= Aim of the exercise =
Identify all lines below that hold "RefCell" and collect them.
Record excerpts START
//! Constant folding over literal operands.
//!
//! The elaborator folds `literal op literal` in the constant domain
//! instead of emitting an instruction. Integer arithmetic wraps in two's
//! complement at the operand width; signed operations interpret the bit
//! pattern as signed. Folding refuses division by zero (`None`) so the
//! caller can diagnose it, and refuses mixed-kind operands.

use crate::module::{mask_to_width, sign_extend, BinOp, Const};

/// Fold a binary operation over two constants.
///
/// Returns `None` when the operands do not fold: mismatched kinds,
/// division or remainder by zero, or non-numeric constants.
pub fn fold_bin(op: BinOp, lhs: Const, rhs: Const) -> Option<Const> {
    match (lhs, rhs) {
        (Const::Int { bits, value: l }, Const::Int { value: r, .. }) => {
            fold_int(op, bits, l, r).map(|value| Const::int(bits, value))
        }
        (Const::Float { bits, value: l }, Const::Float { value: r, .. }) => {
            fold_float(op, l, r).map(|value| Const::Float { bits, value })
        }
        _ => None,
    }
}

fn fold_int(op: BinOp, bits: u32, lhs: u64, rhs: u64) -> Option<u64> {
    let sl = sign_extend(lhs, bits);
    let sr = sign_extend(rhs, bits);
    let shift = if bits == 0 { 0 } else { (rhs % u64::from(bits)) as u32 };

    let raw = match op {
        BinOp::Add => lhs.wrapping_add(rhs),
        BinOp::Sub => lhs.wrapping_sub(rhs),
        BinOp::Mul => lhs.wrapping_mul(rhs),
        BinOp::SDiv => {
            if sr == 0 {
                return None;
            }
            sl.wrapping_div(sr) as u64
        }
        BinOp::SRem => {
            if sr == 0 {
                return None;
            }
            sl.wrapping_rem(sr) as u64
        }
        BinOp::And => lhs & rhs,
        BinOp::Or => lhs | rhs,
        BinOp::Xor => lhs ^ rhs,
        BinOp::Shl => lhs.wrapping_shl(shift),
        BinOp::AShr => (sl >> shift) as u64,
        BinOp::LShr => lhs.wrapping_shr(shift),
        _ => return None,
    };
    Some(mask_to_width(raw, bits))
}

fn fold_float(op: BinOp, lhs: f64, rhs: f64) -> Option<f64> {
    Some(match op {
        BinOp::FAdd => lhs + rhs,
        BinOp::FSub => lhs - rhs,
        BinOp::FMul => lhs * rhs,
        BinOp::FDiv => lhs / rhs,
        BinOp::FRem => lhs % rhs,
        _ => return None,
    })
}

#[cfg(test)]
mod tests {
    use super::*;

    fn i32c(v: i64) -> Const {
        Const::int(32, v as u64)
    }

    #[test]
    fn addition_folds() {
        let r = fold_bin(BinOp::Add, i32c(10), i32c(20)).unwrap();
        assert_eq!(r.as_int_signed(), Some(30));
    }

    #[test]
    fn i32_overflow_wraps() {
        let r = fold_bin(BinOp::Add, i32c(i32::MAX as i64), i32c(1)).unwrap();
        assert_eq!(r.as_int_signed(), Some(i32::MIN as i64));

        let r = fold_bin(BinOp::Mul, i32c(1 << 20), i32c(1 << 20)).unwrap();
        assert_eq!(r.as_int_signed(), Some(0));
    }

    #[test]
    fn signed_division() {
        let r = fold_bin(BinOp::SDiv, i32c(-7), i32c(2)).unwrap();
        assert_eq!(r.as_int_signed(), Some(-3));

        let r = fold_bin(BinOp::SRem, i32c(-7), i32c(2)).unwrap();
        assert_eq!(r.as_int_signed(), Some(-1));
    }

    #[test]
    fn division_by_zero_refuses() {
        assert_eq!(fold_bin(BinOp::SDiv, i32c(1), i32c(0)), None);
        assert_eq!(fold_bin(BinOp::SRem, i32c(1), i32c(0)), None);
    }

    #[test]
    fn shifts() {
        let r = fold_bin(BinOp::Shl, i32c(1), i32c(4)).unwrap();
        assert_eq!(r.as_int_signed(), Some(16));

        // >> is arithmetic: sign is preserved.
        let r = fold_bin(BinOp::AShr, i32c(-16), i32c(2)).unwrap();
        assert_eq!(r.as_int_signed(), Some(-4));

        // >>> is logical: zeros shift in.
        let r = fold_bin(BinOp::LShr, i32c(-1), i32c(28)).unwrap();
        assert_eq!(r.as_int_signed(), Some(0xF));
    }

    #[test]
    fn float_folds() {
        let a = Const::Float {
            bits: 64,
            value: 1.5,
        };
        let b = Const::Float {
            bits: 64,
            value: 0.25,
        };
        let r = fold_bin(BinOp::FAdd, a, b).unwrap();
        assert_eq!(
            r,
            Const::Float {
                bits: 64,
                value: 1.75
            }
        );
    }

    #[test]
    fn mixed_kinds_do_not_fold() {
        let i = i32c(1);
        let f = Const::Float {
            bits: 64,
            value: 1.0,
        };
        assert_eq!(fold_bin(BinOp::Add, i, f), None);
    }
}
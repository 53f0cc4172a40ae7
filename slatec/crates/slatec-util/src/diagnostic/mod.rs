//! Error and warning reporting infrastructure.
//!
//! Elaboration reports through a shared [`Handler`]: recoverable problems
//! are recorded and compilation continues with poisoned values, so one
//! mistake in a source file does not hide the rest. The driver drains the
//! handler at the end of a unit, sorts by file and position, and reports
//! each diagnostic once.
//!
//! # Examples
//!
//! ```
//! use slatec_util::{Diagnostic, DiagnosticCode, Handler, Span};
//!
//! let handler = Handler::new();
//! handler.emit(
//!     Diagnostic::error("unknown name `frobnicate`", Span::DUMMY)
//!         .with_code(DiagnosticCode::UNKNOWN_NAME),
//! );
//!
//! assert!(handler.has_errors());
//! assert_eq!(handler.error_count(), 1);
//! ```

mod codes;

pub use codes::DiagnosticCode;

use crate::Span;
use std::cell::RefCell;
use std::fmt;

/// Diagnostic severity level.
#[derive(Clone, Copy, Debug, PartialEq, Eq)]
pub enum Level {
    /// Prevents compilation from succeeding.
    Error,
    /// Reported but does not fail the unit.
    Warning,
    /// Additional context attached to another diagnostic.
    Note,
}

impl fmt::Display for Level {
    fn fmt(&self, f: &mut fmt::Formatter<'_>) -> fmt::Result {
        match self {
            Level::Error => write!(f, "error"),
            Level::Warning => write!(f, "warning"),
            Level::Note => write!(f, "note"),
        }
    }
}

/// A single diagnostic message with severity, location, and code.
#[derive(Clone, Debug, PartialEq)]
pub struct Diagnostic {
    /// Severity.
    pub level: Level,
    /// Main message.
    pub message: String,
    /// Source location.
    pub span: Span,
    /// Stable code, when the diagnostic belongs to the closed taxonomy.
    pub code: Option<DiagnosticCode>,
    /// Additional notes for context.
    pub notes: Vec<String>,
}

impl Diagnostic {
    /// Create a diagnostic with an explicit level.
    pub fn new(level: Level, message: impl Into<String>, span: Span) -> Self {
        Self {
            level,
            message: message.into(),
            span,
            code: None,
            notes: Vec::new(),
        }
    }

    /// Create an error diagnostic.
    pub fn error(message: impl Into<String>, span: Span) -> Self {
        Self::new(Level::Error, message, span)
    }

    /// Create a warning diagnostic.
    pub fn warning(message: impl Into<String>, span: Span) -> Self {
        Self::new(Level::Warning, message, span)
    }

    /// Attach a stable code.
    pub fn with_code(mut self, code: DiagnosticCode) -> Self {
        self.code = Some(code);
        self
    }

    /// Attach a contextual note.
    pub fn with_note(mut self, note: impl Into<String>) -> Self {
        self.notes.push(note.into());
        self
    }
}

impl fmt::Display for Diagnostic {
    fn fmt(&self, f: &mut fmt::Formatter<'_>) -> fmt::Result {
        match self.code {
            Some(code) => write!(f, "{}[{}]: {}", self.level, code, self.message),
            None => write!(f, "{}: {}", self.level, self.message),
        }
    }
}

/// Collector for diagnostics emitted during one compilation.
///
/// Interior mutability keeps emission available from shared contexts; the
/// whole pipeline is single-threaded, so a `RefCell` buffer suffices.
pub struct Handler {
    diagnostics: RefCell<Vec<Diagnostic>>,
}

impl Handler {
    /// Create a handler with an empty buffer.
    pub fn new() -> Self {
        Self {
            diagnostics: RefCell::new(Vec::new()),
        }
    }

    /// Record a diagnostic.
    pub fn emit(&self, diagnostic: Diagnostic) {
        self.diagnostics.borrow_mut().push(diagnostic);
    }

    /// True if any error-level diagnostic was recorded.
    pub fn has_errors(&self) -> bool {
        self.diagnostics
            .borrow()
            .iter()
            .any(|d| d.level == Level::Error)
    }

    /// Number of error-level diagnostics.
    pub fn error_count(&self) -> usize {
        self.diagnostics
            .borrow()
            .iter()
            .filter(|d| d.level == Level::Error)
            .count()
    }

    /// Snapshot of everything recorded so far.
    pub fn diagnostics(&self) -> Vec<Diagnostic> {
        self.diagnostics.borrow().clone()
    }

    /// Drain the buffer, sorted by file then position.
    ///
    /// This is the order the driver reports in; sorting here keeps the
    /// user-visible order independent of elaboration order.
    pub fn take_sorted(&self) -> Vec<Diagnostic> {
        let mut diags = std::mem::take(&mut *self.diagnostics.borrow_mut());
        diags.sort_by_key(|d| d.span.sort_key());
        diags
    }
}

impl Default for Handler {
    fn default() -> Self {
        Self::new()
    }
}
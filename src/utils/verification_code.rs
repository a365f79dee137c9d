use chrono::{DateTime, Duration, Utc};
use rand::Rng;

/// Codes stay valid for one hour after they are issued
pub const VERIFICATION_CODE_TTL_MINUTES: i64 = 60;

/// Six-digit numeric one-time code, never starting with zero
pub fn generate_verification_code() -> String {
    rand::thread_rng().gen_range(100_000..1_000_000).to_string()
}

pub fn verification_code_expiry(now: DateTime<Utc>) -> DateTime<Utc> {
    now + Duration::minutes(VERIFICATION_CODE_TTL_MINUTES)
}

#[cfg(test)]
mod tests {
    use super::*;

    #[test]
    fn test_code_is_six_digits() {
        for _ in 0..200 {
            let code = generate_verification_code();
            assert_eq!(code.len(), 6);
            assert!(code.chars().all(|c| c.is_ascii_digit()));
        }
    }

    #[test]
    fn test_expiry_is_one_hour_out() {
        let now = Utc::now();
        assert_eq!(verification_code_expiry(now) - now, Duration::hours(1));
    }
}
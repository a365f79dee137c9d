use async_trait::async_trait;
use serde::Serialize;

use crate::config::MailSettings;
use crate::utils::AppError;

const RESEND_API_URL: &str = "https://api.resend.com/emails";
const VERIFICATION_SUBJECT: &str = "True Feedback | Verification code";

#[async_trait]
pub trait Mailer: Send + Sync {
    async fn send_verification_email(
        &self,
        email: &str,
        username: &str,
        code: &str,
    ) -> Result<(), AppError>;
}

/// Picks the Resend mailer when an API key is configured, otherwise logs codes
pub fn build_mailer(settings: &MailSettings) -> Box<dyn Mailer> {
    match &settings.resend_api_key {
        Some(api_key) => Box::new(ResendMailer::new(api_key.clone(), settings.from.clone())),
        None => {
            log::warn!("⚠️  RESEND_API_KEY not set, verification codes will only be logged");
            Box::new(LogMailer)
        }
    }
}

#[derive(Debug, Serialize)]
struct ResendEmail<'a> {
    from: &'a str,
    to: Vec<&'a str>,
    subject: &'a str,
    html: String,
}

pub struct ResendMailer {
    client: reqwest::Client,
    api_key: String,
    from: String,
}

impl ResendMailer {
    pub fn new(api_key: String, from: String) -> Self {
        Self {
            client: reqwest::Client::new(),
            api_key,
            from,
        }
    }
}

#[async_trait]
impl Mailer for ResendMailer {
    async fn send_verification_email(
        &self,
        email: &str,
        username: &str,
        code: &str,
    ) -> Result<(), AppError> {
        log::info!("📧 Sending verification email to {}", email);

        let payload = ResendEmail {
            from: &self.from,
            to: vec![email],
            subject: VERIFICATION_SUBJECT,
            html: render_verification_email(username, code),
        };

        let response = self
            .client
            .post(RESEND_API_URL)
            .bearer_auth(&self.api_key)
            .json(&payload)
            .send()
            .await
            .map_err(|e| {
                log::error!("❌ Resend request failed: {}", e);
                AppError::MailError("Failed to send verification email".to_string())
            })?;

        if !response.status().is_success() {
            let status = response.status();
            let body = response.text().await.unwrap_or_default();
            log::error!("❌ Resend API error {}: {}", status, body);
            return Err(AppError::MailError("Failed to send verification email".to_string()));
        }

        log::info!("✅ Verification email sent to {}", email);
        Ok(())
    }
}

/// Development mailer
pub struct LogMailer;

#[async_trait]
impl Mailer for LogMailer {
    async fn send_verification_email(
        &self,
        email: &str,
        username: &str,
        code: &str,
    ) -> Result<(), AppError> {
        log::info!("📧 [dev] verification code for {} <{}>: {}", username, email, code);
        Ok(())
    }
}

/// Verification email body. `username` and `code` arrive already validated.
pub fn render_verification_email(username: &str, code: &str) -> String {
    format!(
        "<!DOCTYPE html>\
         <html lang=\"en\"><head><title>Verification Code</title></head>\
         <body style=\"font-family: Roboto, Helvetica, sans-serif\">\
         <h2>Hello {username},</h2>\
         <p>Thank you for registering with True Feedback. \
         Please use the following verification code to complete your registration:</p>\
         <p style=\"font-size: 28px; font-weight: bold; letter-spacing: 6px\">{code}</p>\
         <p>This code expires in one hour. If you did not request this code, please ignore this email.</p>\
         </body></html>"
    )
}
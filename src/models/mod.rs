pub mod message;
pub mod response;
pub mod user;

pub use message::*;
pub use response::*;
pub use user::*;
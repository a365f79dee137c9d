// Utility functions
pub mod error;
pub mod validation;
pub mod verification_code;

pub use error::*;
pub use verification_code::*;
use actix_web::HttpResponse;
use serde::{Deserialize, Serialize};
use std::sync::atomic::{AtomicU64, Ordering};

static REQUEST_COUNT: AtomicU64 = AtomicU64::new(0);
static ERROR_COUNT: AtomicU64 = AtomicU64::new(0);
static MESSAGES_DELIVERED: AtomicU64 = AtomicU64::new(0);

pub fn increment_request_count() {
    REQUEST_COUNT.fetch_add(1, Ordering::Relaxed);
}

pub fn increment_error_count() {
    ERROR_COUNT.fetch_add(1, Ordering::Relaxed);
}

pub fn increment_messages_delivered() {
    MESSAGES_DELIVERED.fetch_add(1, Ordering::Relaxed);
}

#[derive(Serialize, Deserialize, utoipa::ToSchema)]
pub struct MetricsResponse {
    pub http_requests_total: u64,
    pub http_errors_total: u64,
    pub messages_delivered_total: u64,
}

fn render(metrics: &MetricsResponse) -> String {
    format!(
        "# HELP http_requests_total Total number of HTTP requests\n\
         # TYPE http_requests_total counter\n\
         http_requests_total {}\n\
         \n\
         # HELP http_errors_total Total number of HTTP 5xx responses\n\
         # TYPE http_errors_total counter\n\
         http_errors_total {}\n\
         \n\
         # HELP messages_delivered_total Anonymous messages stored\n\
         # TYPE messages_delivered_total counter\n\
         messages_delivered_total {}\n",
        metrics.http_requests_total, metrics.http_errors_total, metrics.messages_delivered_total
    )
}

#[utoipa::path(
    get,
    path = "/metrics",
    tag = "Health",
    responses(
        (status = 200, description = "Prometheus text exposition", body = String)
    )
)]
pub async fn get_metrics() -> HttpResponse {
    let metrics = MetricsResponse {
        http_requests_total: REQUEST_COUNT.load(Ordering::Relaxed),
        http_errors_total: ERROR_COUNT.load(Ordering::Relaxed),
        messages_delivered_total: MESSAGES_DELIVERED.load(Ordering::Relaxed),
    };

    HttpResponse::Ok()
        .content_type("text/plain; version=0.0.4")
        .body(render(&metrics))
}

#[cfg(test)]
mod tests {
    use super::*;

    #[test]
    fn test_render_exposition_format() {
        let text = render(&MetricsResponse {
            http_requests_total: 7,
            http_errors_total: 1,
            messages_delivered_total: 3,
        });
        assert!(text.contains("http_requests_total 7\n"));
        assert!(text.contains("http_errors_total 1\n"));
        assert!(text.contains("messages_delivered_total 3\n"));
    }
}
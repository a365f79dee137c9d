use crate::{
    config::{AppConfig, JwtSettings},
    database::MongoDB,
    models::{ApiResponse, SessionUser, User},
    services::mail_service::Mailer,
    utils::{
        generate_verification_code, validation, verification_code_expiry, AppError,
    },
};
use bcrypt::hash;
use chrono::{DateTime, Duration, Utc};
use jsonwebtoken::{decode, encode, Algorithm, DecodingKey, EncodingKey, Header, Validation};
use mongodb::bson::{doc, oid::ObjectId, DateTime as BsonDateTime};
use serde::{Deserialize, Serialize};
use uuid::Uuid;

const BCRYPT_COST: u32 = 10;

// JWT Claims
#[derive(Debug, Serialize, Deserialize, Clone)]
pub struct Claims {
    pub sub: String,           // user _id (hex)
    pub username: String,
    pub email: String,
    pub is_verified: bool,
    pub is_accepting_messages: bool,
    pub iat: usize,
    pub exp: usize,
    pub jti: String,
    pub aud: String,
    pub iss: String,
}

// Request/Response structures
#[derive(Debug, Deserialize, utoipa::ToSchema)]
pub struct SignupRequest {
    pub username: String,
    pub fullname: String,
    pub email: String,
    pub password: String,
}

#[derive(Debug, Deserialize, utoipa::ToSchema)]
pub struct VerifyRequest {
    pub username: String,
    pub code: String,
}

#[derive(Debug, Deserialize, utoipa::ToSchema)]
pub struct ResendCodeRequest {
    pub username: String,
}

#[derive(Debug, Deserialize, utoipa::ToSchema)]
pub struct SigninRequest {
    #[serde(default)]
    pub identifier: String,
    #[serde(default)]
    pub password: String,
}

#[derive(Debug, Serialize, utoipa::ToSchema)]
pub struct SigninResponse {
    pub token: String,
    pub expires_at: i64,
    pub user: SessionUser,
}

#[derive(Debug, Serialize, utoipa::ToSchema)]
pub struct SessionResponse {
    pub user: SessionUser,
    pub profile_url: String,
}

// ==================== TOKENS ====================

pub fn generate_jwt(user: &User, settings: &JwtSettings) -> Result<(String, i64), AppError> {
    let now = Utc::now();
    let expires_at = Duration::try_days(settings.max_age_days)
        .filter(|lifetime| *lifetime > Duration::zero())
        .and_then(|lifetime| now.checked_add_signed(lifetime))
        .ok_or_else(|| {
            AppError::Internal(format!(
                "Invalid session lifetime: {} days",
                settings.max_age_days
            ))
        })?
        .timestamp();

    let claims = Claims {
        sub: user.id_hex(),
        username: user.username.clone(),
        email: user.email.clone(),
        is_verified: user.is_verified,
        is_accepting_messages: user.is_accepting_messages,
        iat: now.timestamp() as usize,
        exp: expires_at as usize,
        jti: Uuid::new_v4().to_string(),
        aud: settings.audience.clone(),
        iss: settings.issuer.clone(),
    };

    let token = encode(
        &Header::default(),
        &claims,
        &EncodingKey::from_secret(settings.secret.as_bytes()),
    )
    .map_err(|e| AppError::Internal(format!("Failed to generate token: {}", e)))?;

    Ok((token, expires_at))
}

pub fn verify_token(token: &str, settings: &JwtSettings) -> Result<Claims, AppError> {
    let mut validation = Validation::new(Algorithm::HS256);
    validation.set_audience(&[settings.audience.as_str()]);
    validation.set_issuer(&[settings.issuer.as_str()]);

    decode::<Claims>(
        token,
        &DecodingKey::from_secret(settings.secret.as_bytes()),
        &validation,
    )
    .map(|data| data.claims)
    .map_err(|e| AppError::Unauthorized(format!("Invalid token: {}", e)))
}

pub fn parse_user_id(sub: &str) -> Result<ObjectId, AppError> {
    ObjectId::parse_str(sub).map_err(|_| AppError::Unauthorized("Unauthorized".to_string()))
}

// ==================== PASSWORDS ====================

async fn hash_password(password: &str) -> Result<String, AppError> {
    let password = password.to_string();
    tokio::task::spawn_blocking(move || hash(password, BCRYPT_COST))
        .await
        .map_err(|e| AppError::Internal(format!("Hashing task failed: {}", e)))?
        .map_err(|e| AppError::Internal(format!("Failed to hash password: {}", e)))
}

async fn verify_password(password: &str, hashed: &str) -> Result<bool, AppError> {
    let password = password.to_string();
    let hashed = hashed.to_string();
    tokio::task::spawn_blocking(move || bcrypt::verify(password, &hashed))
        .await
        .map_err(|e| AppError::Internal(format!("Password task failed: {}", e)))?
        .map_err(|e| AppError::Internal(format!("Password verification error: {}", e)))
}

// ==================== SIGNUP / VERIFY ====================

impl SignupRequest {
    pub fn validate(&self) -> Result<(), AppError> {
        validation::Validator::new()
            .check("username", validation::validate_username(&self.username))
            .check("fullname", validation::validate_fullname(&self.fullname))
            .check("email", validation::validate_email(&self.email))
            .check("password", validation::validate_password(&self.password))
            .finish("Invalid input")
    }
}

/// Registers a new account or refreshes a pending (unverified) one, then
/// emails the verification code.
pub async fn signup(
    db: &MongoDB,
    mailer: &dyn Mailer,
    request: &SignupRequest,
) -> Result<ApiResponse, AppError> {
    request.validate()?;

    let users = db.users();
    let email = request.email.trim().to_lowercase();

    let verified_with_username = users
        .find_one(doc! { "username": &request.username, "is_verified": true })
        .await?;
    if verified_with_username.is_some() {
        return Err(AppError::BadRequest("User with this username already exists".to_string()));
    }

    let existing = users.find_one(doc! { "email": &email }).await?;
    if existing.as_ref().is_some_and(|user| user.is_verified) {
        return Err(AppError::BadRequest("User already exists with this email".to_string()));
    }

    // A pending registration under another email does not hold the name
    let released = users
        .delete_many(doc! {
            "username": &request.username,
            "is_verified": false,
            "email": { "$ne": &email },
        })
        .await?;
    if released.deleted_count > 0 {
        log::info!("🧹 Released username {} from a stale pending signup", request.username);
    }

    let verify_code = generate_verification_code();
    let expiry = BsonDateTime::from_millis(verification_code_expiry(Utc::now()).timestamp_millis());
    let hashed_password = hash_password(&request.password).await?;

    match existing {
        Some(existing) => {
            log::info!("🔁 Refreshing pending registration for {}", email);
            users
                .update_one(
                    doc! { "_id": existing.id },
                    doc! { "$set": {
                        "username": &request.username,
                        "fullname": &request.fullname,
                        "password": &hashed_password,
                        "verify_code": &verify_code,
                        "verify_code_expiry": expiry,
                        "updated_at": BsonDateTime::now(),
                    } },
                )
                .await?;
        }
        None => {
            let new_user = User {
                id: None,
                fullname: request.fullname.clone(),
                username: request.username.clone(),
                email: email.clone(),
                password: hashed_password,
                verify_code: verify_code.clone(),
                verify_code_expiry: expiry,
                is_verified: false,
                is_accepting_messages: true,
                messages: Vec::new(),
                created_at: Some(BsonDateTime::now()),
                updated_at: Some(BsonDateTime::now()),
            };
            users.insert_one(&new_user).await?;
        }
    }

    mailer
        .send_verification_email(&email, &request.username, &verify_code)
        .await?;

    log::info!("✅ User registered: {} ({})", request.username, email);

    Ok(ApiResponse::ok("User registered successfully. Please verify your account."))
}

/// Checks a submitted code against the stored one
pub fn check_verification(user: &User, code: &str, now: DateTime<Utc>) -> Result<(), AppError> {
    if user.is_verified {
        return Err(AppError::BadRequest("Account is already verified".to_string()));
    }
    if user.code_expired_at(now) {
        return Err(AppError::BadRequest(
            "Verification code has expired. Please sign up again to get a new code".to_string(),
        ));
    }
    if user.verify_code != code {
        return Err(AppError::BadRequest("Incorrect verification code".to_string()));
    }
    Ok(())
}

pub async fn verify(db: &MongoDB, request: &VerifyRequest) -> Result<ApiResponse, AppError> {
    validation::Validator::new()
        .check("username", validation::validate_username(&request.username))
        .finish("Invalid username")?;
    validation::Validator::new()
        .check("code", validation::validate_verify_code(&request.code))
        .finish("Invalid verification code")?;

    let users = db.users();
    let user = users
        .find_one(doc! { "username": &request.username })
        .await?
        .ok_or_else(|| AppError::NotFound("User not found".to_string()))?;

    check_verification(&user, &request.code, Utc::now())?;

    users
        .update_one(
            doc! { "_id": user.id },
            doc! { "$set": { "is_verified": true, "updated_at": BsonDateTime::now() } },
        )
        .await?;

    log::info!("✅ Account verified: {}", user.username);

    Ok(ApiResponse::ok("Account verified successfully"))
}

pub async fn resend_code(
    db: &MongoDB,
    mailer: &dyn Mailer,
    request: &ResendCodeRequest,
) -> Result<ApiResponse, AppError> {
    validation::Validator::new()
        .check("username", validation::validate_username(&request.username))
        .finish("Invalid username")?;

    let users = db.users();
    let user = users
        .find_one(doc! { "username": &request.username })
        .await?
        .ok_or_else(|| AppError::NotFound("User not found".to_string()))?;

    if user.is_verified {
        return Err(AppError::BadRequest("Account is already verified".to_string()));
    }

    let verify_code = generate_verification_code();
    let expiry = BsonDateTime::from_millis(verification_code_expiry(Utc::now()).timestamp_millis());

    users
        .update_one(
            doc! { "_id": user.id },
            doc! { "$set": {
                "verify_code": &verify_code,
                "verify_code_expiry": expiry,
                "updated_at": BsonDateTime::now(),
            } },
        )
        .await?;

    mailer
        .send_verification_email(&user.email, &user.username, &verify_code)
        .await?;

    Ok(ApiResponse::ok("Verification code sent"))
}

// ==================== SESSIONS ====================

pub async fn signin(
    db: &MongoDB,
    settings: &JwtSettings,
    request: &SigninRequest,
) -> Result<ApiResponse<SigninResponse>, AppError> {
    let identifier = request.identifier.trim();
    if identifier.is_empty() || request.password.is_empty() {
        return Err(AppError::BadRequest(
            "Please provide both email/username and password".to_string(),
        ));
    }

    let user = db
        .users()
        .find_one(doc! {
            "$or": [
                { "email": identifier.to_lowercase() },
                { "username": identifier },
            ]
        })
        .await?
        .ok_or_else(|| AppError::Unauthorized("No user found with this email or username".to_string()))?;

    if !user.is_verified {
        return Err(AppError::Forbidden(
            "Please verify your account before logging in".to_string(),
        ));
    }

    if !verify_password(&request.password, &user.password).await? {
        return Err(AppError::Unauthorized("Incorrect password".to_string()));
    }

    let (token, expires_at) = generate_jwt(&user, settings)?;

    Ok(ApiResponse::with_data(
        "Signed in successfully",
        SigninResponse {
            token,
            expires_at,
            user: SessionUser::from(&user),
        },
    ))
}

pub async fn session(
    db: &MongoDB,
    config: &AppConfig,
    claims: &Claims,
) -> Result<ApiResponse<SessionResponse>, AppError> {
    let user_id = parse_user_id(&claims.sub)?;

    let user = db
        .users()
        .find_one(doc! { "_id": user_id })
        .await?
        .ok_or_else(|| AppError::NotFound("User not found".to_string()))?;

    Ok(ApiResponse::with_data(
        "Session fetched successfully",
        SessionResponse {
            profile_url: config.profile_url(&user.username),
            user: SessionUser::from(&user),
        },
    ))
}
Record excerpts END
= Worked solution =
use std::cell::RefCell;
/// whole pipeline is single-threaded, so a `RefCell` buffer suffices.
    diagnostics: RefCell<Vec<Diagnostic>>,
            diagnostics: RefCell::new(Vec::new()),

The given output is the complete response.